→ Assignment
Within the material below, filter for lines that hold the word "trimmed".

→ Source data
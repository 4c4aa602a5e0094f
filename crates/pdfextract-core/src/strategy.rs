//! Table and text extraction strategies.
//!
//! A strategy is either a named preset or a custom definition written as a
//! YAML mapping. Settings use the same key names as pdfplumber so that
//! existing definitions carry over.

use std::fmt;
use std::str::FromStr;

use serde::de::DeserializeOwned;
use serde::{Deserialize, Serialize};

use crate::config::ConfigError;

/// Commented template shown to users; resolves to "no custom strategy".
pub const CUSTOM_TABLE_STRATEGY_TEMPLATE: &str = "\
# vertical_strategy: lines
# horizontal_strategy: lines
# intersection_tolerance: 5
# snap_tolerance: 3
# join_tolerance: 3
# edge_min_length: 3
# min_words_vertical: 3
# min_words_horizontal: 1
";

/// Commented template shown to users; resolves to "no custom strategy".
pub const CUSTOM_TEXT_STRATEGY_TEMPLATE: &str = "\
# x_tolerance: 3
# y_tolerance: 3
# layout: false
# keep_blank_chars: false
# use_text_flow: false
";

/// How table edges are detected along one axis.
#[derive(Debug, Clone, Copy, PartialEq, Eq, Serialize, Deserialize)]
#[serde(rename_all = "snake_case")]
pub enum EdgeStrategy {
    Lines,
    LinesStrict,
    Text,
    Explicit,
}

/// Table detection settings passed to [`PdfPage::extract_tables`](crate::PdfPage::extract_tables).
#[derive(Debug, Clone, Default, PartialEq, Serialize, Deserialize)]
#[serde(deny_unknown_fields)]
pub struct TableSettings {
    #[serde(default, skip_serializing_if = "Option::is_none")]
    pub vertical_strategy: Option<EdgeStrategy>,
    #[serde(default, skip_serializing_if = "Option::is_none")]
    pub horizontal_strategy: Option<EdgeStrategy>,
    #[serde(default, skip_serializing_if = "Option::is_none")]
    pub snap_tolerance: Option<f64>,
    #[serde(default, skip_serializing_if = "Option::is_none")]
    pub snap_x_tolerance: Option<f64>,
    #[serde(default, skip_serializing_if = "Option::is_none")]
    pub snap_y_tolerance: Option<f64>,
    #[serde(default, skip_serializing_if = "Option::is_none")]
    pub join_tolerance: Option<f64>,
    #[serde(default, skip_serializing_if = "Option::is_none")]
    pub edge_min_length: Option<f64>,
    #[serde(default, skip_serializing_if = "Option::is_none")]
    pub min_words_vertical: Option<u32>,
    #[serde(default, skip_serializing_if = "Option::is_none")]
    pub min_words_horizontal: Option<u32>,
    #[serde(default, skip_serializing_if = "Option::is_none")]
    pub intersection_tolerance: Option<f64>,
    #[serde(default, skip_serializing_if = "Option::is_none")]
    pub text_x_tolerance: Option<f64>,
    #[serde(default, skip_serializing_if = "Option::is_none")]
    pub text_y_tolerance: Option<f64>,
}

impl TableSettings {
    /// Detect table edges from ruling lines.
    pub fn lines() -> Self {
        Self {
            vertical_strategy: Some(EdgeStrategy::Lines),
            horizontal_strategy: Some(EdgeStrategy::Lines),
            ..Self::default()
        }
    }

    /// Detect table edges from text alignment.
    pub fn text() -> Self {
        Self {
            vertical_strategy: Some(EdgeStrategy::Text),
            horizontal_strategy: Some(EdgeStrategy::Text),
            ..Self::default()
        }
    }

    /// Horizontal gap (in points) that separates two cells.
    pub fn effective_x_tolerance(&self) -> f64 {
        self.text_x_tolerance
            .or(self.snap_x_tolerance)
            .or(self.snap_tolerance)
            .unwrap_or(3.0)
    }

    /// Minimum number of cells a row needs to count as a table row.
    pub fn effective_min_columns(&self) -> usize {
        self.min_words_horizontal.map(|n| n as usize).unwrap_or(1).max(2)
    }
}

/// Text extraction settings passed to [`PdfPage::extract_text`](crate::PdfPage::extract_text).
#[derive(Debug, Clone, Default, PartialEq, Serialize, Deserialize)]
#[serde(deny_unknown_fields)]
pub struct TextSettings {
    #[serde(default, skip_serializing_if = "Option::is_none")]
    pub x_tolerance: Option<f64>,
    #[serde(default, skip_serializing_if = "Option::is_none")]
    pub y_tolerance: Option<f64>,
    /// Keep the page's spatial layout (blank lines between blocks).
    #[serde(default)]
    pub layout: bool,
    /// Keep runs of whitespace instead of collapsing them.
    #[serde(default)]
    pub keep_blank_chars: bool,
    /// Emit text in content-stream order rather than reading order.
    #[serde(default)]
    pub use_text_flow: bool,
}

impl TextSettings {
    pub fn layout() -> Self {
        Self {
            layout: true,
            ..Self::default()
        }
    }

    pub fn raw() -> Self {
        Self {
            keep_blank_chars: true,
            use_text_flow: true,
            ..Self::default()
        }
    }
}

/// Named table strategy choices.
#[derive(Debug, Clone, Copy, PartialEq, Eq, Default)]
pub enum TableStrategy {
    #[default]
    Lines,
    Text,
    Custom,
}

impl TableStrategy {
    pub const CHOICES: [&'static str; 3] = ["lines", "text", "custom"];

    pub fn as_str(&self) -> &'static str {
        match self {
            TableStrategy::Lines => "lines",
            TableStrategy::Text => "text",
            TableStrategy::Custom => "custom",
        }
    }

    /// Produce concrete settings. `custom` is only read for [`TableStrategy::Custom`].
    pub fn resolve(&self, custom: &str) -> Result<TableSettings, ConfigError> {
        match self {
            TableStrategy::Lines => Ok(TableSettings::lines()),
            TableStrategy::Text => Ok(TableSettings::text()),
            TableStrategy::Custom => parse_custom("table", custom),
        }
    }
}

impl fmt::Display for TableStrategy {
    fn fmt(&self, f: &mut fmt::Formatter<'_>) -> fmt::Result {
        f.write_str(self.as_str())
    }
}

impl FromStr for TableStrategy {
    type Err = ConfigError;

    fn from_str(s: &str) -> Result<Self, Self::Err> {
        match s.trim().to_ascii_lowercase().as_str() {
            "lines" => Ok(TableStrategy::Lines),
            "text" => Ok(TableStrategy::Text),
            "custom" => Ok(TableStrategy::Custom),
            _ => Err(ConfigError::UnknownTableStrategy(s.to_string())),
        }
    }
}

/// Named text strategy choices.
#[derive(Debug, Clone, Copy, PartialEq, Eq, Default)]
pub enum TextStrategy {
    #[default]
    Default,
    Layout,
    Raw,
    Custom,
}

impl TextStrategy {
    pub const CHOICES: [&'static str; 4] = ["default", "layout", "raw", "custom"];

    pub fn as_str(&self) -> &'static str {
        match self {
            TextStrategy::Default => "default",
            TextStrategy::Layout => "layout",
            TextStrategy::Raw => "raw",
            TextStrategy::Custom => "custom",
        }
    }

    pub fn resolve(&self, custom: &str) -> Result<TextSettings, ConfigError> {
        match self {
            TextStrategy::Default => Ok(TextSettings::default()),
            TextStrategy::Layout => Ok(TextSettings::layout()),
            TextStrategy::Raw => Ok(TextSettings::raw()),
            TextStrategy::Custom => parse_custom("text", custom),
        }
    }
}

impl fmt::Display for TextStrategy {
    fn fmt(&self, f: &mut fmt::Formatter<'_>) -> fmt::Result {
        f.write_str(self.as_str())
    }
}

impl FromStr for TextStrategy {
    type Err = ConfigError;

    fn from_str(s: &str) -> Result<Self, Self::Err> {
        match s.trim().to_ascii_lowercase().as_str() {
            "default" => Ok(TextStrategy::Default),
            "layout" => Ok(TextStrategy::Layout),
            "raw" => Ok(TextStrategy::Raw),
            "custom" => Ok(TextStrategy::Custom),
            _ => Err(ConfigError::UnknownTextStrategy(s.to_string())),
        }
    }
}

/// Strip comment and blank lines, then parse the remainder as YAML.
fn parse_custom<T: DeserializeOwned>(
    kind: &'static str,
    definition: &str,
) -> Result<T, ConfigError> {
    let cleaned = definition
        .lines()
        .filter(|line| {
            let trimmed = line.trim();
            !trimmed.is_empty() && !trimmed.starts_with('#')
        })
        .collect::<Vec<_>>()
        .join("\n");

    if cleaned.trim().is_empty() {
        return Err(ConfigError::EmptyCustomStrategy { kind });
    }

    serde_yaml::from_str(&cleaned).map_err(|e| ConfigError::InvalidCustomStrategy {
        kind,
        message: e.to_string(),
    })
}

→ Your solution
            let trimmed = line.trim();
            !trimmed.is_empty() && !trimmed.starts_with('#')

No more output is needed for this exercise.